Behind a paywall at the Times, but:

 

France’s refusal to countenance exploiting shale gas deposits will cost it up to €293 billion and 225,000 jobs over the next three decades, according to a confidential government report.

The report, which came down in favour of waterless fracking, was leaked to the media yesterday after it had been shelved by President Hollande’s Socialist-led cabinet.
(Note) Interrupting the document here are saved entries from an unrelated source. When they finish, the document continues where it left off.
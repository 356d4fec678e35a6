use async_trait::async_trait;

use super::StorageError;

/// Durable string key-value storage (the browser-local-storage shape).
///
/// Values are opaque UTF-8 payloads; each `set` replaces whatever was
/// stored under the key before.
#[async_trait]
pub trait KeyValueStorePort: Send + Sync {
    /// Returns `Ok(None)` when nothing has been stored under `key`.
    async fn get(&self, key: &str) -> Result<Option<String>, StorageError>;

    async fn set(&self, key: &str, value: String) -> Result<(), StorageError>;
}
//! Command handlers. Each writes its user-facing output to `out`.

use std::io::Write;
use std::path::Path;

use anyhow::{anyhow, bail, Context, Result};
use pv_app::App;
use pv_core::ids::PoemId;
use pv_core::poem::SavedPoem;
use pv_infra::FsPhotoReader;
use tracing::info;

use crate::cli::Command;

pub async fn execute(app: &App, command: Command, out: &mut dyn Write) -> Result<()> {
    match command {
        Command::Compose {
            image,
            save,
            export,
        } => compose(app, &image, save, export, out).await,
        Command::List => list(app, out).await,
        Command::Delete { id } => delete(app, &PoemId::from(id), out).await,
        Command::Export { id } => export_saved(app, &PoemId::from(id), out).await,
    }
}

async fn compose(
    app: &App,
    image: &Path,
    save: bool,
    export: bool,
    out: &mut dyn Write,
) -> Result<()> {
    let file = FsPhotoReader::new().open(image).await?;
    let outcome = app.select_photo().execute(Some(file)).await;
    if let Some(rejection) = outcome.error {
        bail!("{rejection}");
    }

    if app.session().wait_for_preview().await.is_none() {
        let state = app.session().snapshot();
        return Err(match state.error {
            Some(err) => anyhow!(err),
            None => anyhow!("The photo selection was cleared."),
        });
    }

    let poem = app.generate_poem().execute().await?;
    writeln!(out, "{poem}")?;

    if save {
        let saved = app.save_poem().execute().await?;
        writeln!(out, "\nSaved as {}", saved.id)?;
    }
    if export {
        let path = app.export_poem().execute_current().await?;
        writeln!(out, "Exported to {}", path.display())?;
    }
    Ok(())
}

fn summary_line(poem: &SavedPoem) -> String {
    let first_line = poem.poem_text.lines().next().unwrap_or_default();
    format!(
        "{}  {}  {}",
        poem.id,
        poem.created_at.format("%Y-%m-%d %H:%M"),
        first_line
    )
}

async fn list(app: &App, out: &mut dyn Write) -> Result<()> {
    let poems = app.list_saved_poems().execute().await;
    if poems.is_empty() {
        writeln!(out, "No saved poems yet.")?;
        return Ok(());
    }
    for poem in poems.iter() {
        writeln!(out, "{}", summary_line(poem))?;
    }
    Ok(())
}

async fn delete(app: &App, id: &PoemId, out: &mut dyn Write) -> Result<()> {
    if app.delete_saved_poem().execute(id).await {
        writeln!(out, "Deleted {id}")?;
    } else {
        info!(poem_id = %id, "Nothing to delete");
        writeln!(out, "No saved poem with id {id}")?;
    }
    Ok(())
}

async fn export_saved(app: &App, id: &PoemId, out: &mut dyn Write) -> Result<()> {
    let path = app
        .export_poem()
        .execute_saved(id)
        .await
        .with_context(|| format!("Failed to export poem {id}"))?;
    writeln!(out, "Exported to {}", path.display())?;
    Ok(())
}
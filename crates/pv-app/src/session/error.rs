use pv_core::photo::UploadRejection;

pub const GENERATION_FALLBACK_MESSAGE: &str = "Failed to generate poem. Please try again.";

/// User-facing failures of the photo → poem flow.
///
/// None of these are fatal; each is recoverable by selecting another file or
/// re-triggering the action.
#[derive(Debug, Clone, PartialEq, Eq, thiserror::Error)]
pub enum SessionError {
    #[error(transparent)]
    Rejected(#[from] UploadRejection),

    #[error("Could not read the selected image.")]
    PhotoReadFailed,

    #[error("Please upload a photo first.")]
    NoPhoto,

    #[error("A poem is already being generated.")]
    Busy,

    #[error("{0}")]
    GenerationFailed(String),

    #[error("The photo changed while the poem was being generated.")]
    Superseded,

    #[error("No photo or poem to save.")]
    NothingToSave,

    #[error("No photo or poem to export.")]
    NothingToExport,
}

impl SessionError {
    /// Wraps a gateway message, falling back to a generic one when blank.
    pub fn generation_failed(message: impl Into<String>) -> Self {
        let message = message.into();
        if message.trim().is_empty() {
            Self::GenerationFailed(GENERATION_FALLBACK_MESSAGE.to_string())
        } else {
            Self::GenerationFailed(message)
        }
    }
}
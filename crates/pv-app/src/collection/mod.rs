//! The saved-poem collection: newest-first, capped, persisted.

mod saved_poems;

pub use saved_poems::SavedPoems;
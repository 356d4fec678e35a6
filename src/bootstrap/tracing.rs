//! Tracing configuration for PhotoVerse
//!
//! Console output goes to stderr so stdout carries only command output.
//! A plain-text copy is appended to `<logs_dir>/photoverse.log` when the
//! directory can be created.

use std::{fs, io, path::Path, sync::OnceLock};

use tracing_appender::non_blocking::{NonBlocking, WorkerGuard};
use tracing_subscriber::{fmt, fmt::writer::BoxMakeWriter, prelude::*, registry};

const LOG_FILE_NAME: &str = "photoverse.log";
const TIMESTAMP_FORMAT: &str = "%Y-%m-%d %H:%M:%S%.3f";

static LOG_GUARD: OnceLock<WorkerGuard> = OnceLock::new();

fn is_development() -> bool {
    cfg!(debug_assertions)
}

/// Default filter directives, used when `RUST_LOG` is unset.
///
/// Dependencies stay at `warn` so HTTP client internals don't drown the
/// application's own events.
fn build_filter_directives(is_dev: bool) -> Vec<String> {
    let app_level = if is_dev { "debug" } else { "info" };
    vec![
        "warn".to_string(),
        format!("photoverse={app_level}"),
        format!("photoverse_lib={app_level}"),
        format!("pv_app={app_level}"),
        format!("pv_infra={app_level}"),
        format!("pv_core={app_level}"),
    ]
}

/// Initialize the global tracing subscriber.
///
/// Respects `RUST_LOG`. File logging failures fall back to console only.
///
/// # Errors
///
/// Returns `Err` if a global subscriber is already registered.
pub fn init_tracing_subscriber(logs_dir: &Path) -> anyhow::Result<()> {
    let filter_directives = build_filter_directives(is_development());
    let env_filter = tracing_subscriber::EnvFilter::try_from_default_env()
        .unwrap_or_else(|_| tracing_subscriber::EnvFilter::new(filter_directives.join(",")));

    let console_writer: BoxMakeWriter = BoxMakeWriter::new(io::stderr);
    let file_writer = match build_file_writer(logs_dir) {
        Ok(writer) => Some(writer),
        Err(err) => {
            eprintln!("Failed to initialize file logging, falling back to console: {err}");
            None
        }
    };

    // "2025-01-15 10:30:45.123 INFO [file.rs:42] [target] message"
    let console_layer = fmt::layer()
        .with_timer(fmt::time::ChronoUtc::new(TIMESTAMP_FORMAT.to_string()))
        .with_level(true)
        .with_file(true)
        .with_line_number(true)
        .with_target(true)
        .with_ansi(cfg!(not(test)))
        .with_writer(console_writer);

    let file_layer = file_writer.map(|writer| {
        fmt::layer()
            .with_timer(fmt::time::ChronoUtc::new(TIMESTAMP_FORMAT.to_string()))
            .with_level(true)
            .with_file(true)
            .with_line_number(true)
            .with_target(true)
            .with_ansi(false)
            .with_writer(writer)
    });

    registry()
        .with(env_filter)
        .with(console_layer)
        .with(file_layer)
        .try_init()?;

    Ok(())
}

fn build_file_writer(logs_dir: &Path) -> anyhow::Result<NonBlocking> {
    fs::create_dir_all(logs_dir)?;

    let file_appender = tracing_appender::rolling::never(logs_dir, LOG_FILE_NAME);
    let (non_blocking, guard) = tracing_appender::non_blocking(file_appender);

    LOG_GUARD
        .set(guard)
        .map_err(|_| anyhow::anyhow!("Tracing log guard already initialized"))?;

    Ok(non_blocking)
}
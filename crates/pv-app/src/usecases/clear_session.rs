use crate::session::PhotoSession;

pub struct ClearSession {
    session: PhotoSession,
}

impl ClearSession {
    pub fn new(session: PhotoSession) -> Self {
        Self { session }
    }

    #[tracing::instrument(name = "usecase.clear_session.execute", skip(self))]
    pub fn execute(&self) {
        self.session.clear();
    }
}
mod system_clock;

pub use system_clock::SystemClock;
use std::path::PathBuf;
use std::sync::Arc;

use anyhow::{anyhow, Result};
use pv_core::ids::PoemId;
use pv_core::poem::{PoemExport, SavedPoem};
use pv_core::ports::ExportSinkPort;
use tracing::info;

use crate::collection::SavedPoems;
use crate::session::{PhotoSession, SessionError};

/// Renders a poem into a plain-text artifact and hands it to the sink.
/// Never mutates the session or the collection.
pub struct ExportPoem {
    session: PhotoSession,
    poems: SavedPoems,
    sink: Arc<dyn ExportSinkPort>,
}

impl ExportPoem {
    pub fn new(session: PhotoSession, poems: SavedPoems, sink: Arc<dyn ExportSinkPort>) -> Self {
        Self {
            session,
            poems,
            sink,
        }
    }

    /// Exports the poem generated for the currently selected photo.
    #[tracing::instrument(name = "usecase.export_poem.execute", skip(self), fields(source = "current"))]
    pub async fn execute_current(&self) -> Result<PathBuf> {
        let state = self.session.snapshot();
        let (Some(photo), Some(poem)) = (state.photo, state.poem) else {
            return Err(SessionError::NothingToExport.into());
        };
        self.deliver(PoemExport::for_upload(&photo.name, &poem)).await
    }

    #[tracing::instrument(
        name = "usecase.export_poem.execute",
        skip_all,
        fields(source = "saved", poem_id = %id)
    )]
    pub async fn execute_saved(&self, id: &PoemId) -> Result<PathBuf> {
        let poem = self
            .poems
            .find(id)
            .await
            .ok_or_else(|| anyhow!("Saved poem not found: {}", id))?;
        self.execute_record(&poem).await
    }

    pub async fn execute_record(&self, poem: &SavedPoem) -> Result<PathBuf> {
        self.deliver(PoemExport::for_saved(poem)).await
    }

    async fn deliver(&self, export: PoemExport) -> Result<PathBuf> {
        let path = self.sink.deliver(&export).await?;
        info!(file = %export.file_name, path = %path.display(), "Poem exported");
        Ok(path)
    }
}
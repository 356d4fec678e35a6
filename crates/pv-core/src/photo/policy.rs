use super::PhotoFile;

/// 5 MiB
pub const DEFAULT_MAX_UPLOAD_BYTES: u64 = 5 * 1024 * 1024;

/// Why a selected file was refused.
#[derive(Debug, Clone, PartialEq, Eq, thiserror::Error)]
pub enum UploadRejection {
    #[error("File size exceeds {}. Please choose a smaller image.", format_limit(*max_bytes))]
    FileTooLarge { size_bytes: u64, max_bytes: u64 },

    #[error("Invalid file type. Please upload an image (JPEG, PNG, GIF, WEBP).")]
    InvalidMimeType { declared: String },
}

const KIB: u64 = 1024;
const MIB: u64 = 1024 * 1024;

/// Renders a byte limit the way the rejection message shows it: `5MB`,
/// `1.5MB`, `500KB`, `300 bytes`.
fn format_limit(bytes: u64) -> String {
    if bytes >= MIB {
        if bytes % MIB == 0 {
            format!("{}MB", bytes / MIB)
        } else {
            format!("{:.1}MB", bytes as f64 / MIB as f64)
        }
    } else if bytes >= KIB {
        if bytes % KIB == 0 {
            format!("{}KB", bytes / KIB)
        } else {
            format!("{:.1}KB", bytes as f64 / KIB as f64)
        }
    } else {
        format!("{bytes} bytes")
    }
}

/// Limits enforced on a selected file before it is encoded or sent anywhere.
#[derive(Debug, Clone, Copy, PartialEq, Eq)]
pub struct UploadPolicy {
    pub max_size_bytes: u64,
}

impl Default for UploadPolicy {
    fn default() -> Self {
        Self {
            max_size_bytes: DEFAULT_MAX_UPLOAD_BYTES,
        }
    }
}

impl UploadPolicy {
    pub fn new(max_size_bytes: u64) -> Self {
        Self { max_size_bytes }
    }

    /// Size is checked before type. A file of exactly the limit passes.
    pub fn validate(&self, file: &PhotoFile) -> Result<(), UploadRejection> {
        if file.size_bytes > self.max_size_bytes {
            return Err(UploadRejection::FileTooLarge {
                size_bytes: file.size_bytes,
                max_bytes: self.max_size_bytes,
            });
        }
        if !file.mime_type.is_image() {
            return Err(UploadRejection::InvalidMimeType {
                declared: file.mime_type.to_string(),
            });
        }
        Ok(())
    }
}
pub mod export;
pub mod fs;
pub mod gateway;
pub mod photo;
pub mod storage;
pub mod time;

pub use export::FileExportSink;
pub use gateway::GeminiPoemGenerator;
pub use photo::FsPhotoReader;
pub use storage::{FileKeyValueStore, InMemoryKeyValueStore};
pub use time::SystemClock;
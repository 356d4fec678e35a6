use thiserror::Error;

#[derive(Debug, Error, Clone, PartialEq, Eq)]
pub enum StorageError {
    #[error("durable storage is not available")]
    Unavailable,

    #[error("storage quota exceeded: {0}")]
    Quota(String),

    #[error("storage i/o error: {0}")]
    Io(String),
}

#[derive(Debug, Error, Clone, PartialEq, Eq)]
pub enum GenerationError {
    /// The model call failed; carries the collaborator's message.
    #[error("{0}")]
    Failed(String),

    #[error("the model returned no poem")]
    EmptyOutput,
}

#[derive(Debug, Error, Clone, PartialEq, Eq)]
#[error("failed to read photo: {0}")]
pub struct PhotoReadError(pub String);
//! Plain-text export artifacts ("downloads").

use super::SavedPoem;

/// A rendered text file ready to be handed to an export sink.
#[derive(Debug, Clone, PartialEq, Eq)]
pub struct PoemExport {
    pub file_name: String,
    pub content: String,
}

impl PoemExport {
    /// Export of the poem currently shown for a freshly uploaded image.
    ///
    /// Header is `Image: <name>`, the file is `<base>_poem.txt` where base is
    /// everything before the first `.` of the image name.
    pub fn for_upload(image_name: &str, poem_text: &str) -> Self {
        let base = image_name.split('.').next().unwrap_or_default();
        let base = if base.is_empty() { "photo" } else { base };
        Self {
            file_name: format!("{base}_poem.txt"),
            content: render(&format!("Image: {image_name}"), poem_text),
        }
    }

    /// Export of a record from the saved collection, keyed by its save date.
    pub fn for_saved(poem: &SavedPoem) -> Self {
        let date = poem.created_at.format("%Y-%m-%d");
        Self {
            file_name: format!("poem_{date}.txt"),
            content: render(&format!("Poem generated on: {date}"), &poem.poem_text),
        }
    }
}

fn render(header: &str, poem_text: &str) -> String {
    format!("{header}\n\n{poem_text}")
}
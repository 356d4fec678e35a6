//! Common macro for implementing ID wrapper types.

macro_rules! impl_id {
    ($($name:ident),* $(,)?) => {
        $(
            impl $name {
                pub fn new() -> Self {
                    Self(uuid::Uuid::new_v4().to_string())
                }

                pub fn as_str(&self) -> &str {
                    &self.0
                }

                pub fn into_inner(self) -> String {
                    self.0
                }
            }

            impl Default for $name {
                fn default() -> Self {
                    Self::new()
                }
            }

            impl std::fmt::Display for $name {
                fn fmt(&self, f: &mut std::fmt::Formatter<'_>) -> std::fmt::Result {
                    f.write_str(&self.0)
                }
            }

            impl From<String> for $name {
                fn from(s: String) -> Self {
                    Self(s)
                }
            }

            impl From<&str> for $name {
                fn from(s: &str) -> Self {
                    Self(s.to_string())
                }
            }

            impl AsRef<str> for $name {
                fn as_ref(&self) -> &str {
                    &self.0
                }
            }
        )*
    };
}

pub(crate) use impl_id;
The leak ignited a fierce political row and renewed angst in rural regions such as Provence, where locals are bitterly opposed to fracking. France’s radical shale gas laws make it an offence even to look for the fuel.
“Shale gas is no longer on the agenda,” said Ségolène Royal, the environment minister, who is Mr Hollande’s former partner.
The report was commissioned by Arnaud Montebourg, the former economy minister, who was dismissed by the president last year for urging left-wing policies. Only seven copies were printed and none was made public until Le Figaro obtained one yesterday.
Written by finance ministry experts, the report concluded that shale gas exploitation would generate between €103.6 billion and €293.1 billion for the French economy over the next 30 years. This would add between 0.9 per cent and 1.7 per cent to the annual growth rate and create between 120,000 and 225,000 jobs.
The public debt, expected to reach 97.1 per cent of national wealth this year, would fall by up to 17.6 percentage points, the finance ministry said.
The report claims that waterless fracking, which uses fluoropropane instead of water to fracture rocks and extract shale gas, would avoid environmental damage. France has an estimated 3.8 trillion cubic metres of shale gas reserves.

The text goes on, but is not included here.